### Saved data entries
□ □ □ □

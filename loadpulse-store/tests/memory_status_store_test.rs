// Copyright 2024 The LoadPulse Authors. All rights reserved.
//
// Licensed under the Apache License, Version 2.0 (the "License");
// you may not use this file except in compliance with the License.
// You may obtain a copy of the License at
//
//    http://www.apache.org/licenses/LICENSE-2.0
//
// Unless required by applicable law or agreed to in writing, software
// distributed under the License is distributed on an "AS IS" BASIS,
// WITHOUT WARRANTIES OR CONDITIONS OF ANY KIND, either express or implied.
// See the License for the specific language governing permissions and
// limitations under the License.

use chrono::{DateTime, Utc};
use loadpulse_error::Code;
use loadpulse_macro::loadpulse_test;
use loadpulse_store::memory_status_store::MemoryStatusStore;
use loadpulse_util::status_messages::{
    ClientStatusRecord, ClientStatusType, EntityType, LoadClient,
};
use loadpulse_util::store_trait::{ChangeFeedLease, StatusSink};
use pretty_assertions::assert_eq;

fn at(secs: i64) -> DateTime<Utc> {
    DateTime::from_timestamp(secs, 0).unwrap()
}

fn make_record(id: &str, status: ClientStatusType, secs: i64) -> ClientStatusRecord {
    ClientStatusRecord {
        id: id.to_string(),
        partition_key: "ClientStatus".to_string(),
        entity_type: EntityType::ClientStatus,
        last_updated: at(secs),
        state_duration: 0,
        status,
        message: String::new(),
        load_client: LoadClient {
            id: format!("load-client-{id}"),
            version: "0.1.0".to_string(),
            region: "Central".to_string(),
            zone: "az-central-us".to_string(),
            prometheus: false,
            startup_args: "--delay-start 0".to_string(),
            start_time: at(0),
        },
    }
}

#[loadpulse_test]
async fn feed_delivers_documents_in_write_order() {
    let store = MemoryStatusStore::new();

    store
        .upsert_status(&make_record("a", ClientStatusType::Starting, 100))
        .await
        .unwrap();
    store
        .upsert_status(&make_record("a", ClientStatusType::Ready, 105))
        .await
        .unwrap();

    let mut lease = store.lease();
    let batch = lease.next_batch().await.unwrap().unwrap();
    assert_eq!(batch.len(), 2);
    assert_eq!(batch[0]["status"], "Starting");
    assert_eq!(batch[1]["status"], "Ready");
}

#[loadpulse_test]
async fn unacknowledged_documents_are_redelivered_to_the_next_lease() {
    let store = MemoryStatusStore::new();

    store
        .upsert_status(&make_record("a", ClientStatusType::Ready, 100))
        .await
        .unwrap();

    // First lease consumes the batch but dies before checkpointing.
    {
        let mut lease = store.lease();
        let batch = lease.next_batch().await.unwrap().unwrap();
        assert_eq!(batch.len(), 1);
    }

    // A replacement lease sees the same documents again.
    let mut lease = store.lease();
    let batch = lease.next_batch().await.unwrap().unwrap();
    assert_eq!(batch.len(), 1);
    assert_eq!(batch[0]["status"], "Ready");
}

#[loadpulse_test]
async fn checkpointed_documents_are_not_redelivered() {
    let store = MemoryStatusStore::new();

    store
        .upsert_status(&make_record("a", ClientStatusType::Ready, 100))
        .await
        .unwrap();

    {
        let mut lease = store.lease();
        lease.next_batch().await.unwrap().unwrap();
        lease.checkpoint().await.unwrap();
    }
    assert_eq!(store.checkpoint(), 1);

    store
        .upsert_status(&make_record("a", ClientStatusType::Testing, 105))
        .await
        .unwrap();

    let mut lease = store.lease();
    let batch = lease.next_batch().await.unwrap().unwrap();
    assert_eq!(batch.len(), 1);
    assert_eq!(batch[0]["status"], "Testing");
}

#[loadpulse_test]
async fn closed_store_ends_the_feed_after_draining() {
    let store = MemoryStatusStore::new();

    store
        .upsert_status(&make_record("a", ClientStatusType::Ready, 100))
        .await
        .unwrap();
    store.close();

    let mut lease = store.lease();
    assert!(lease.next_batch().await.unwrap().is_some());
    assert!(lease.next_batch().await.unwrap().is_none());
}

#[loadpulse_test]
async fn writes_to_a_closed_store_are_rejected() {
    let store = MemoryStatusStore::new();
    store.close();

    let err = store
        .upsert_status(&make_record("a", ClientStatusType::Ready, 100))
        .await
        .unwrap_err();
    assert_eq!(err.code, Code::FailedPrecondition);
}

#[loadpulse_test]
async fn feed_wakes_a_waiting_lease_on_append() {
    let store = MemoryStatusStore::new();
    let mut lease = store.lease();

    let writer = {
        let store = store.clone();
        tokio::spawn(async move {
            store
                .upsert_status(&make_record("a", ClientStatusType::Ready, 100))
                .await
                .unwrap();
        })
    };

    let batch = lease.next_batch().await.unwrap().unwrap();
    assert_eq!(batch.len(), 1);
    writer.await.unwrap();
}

□ □ □ □

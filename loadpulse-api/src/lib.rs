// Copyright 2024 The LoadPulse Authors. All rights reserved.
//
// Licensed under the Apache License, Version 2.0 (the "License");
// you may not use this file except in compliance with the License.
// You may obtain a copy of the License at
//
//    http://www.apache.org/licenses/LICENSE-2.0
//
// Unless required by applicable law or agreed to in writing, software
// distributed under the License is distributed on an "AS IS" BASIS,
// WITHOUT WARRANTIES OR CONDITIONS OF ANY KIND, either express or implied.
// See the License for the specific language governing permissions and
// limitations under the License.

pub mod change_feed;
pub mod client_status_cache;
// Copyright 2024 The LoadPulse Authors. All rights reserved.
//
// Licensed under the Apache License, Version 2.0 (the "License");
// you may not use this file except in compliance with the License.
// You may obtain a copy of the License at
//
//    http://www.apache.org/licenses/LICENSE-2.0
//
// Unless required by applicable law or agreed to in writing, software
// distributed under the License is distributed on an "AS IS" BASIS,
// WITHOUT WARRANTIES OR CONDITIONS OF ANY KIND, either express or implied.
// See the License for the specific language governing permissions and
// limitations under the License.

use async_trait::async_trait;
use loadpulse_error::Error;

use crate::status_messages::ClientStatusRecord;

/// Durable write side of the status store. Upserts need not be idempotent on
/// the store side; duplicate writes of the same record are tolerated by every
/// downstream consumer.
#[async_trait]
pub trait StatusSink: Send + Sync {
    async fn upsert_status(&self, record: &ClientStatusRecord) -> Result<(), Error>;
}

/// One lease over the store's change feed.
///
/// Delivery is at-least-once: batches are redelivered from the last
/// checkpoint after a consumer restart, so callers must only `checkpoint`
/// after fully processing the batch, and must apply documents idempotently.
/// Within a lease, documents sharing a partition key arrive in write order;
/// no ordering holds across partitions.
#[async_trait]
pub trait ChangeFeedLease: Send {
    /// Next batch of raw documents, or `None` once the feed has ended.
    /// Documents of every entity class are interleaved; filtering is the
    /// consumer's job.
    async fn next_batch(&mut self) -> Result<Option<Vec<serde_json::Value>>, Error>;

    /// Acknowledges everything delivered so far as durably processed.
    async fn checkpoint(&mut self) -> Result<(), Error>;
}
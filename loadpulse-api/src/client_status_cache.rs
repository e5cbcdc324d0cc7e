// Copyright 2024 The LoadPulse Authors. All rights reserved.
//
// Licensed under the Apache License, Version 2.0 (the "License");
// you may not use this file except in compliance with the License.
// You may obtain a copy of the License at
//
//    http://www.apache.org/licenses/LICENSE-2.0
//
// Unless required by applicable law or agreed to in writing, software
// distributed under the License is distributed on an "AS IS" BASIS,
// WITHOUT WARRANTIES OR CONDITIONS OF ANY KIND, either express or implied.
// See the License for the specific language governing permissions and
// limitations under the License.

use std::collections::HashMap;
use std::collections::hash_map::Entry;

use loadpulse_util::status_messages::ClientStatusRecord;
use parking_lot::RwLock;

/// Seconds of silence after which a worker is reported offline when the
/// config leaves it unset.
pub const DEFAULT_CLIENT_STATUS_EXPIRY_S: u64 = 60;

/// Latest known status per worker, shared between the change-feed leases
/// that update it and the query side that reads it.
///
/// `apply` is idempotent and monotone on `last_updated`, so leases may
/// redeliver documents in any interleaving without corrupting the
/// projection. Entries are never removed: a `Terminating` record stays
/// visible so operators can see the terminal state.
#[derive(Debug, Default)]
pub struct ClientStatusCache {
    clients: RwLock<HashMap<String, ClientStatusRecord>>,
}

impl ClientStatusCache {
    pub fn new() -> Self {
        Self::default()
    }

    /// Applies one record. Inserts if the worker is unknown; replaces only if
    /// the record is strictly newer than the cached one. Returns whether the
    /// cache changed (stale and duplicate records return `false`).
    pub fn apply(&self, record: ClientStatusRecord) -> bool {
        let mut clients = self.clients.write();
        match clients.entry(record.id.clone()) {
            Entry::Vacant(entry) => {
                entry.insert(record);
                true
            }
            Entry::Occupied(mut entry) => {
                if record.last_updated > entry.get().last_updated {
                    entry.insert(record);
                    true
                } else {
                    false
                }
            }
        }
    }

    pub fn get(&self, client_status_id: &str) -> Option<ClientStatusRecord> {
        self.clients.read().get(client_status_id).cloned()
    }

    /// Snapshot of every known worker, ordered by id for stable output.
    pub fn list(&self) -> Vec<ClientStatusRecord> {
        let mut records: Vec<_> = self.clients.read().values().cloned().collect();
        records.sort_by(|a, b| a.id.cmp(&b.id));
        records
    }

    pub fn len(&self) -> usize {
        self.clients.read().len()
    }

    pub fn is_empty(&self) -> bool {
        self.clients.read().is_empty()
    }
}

□ □ □ □

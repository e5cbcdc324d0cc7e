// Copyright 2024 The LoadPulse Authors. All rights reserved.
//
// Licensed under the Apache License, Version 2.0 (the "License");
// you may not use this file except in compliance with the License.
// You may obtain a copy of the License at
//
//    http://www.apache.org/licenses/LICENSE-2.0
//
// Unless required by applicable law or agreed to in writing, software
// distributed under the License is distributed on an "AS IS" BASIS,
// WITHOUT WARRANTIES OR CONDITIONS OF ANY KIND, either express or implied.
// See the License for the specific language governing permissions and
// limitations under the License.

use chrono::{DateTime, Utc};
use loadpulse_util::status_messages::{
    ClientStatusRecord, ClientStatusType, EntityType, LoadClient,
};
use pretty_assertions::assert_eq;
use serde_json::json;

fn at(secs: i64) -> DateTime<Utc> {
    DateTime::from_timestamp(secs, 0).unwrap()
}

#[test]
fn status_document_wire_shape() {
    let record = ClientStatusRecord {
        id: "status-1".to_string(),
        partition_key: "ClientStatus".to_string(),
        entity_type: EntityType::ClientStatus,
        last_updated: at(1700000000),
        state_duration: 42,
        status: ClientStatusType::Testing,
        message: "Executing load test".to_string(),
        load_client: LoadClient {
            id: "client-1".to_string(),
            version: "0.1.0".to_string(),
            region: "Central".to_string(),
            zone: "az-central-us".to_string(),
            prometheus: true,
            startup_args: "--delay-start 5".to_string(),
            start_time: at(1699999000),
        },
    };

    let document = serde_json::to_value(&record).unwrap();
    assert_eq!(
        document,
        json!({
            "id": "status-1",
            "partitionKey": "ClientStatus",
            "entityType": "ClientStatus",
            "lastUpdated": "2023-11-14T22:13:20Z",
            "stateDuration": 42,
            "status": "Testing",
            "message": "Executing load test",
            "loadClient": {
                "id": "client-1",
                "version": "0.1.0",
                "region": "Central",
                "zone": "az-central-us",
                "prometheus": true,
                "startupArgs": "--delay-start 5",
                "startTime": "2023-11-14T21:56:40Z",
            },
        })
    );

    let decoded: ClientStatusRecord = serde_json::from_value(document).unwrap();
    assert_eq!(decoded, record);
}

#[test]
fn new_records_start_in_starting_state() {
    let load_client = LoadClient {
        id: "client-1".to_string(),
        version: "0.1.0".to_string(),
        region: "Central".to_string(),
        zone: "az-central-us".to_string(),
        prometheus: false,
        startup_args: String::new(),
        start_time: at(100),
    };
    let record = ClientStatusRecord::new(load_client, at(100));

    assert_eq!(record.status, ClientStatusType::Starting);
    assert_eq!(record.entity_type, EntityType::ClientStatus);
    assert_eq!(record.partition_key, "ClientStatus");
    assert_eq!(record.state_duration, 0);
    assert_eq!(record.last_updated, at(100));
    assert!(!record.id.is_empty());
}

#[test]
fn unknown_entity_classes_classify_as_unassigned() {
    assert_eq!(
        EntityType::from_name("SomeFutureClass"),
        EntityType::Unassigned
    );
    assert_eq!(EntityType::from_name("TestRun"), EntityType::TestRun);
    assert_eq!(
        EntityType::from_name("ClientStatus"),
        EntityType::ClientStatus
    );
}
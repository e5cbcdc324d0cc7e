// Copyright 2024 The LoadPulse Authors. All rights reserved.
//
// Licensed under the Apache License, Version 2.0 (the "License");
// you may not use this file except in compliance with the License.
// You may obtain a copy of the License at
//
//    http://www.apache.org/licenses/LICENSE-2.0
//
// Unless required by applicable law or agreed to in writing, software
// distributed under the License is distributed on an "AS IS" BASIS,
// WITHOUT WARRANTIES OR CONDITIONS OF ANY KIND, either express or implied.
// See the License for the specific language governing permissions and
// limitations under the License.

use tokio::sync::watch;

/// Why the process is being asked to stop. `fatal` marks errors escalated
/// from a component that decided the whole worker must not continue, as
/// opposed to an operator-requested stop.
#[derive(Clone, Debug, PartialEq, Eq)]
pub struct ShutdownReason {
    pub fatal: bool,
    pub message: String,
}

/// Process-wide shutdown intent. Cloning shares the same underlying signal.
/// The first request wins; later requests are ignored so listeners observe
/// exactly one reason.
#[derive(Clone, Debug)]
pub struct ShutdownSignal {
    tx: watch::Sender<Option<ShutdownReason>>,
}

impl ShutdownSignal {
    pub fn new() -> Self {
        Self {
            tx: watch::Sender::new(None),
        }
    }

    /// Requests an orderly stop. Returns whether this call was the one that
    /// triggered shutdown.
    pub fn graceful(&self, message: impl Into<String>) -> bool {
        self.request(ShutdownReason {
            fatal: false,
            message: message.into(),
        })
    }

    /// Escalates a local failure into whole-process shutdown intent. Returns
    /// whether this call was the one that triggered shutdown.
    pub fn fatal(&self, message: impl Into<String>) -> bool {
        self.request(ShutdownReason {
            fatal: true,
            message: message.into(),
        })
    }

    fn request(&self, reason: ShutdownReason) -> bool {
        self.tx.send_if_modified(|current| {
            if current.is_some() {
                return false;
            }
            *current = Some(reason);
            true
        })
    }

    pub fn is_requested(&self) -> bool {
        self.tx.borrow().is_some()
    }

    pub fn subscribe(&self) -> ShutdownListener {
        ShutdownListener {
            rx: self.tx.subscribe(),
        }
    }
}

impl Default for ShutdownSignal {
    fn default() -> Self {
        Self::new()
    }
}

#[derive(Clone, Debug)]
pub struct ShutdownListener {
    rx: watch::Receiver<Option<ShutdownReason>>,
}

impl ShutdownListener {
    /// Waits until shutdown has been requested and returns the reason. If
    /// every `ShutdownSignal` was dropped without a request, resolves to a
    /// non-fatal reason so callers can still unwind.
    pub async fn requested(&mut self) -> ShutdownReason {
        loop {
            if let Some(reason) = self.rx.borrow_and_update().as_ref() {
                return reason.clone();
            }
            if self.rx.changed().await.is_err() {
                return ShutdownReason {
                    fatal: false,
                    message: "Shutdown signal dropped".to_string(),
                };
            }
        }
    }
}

□ □ □ □

### What is being asked
Please find each line in the records above that holds the word "region", and copy it.

### Final answer
            region: "Central".to_string(),
            region: "Central".to_string(),
                "region": "Central",
        region: "Central".to_string(),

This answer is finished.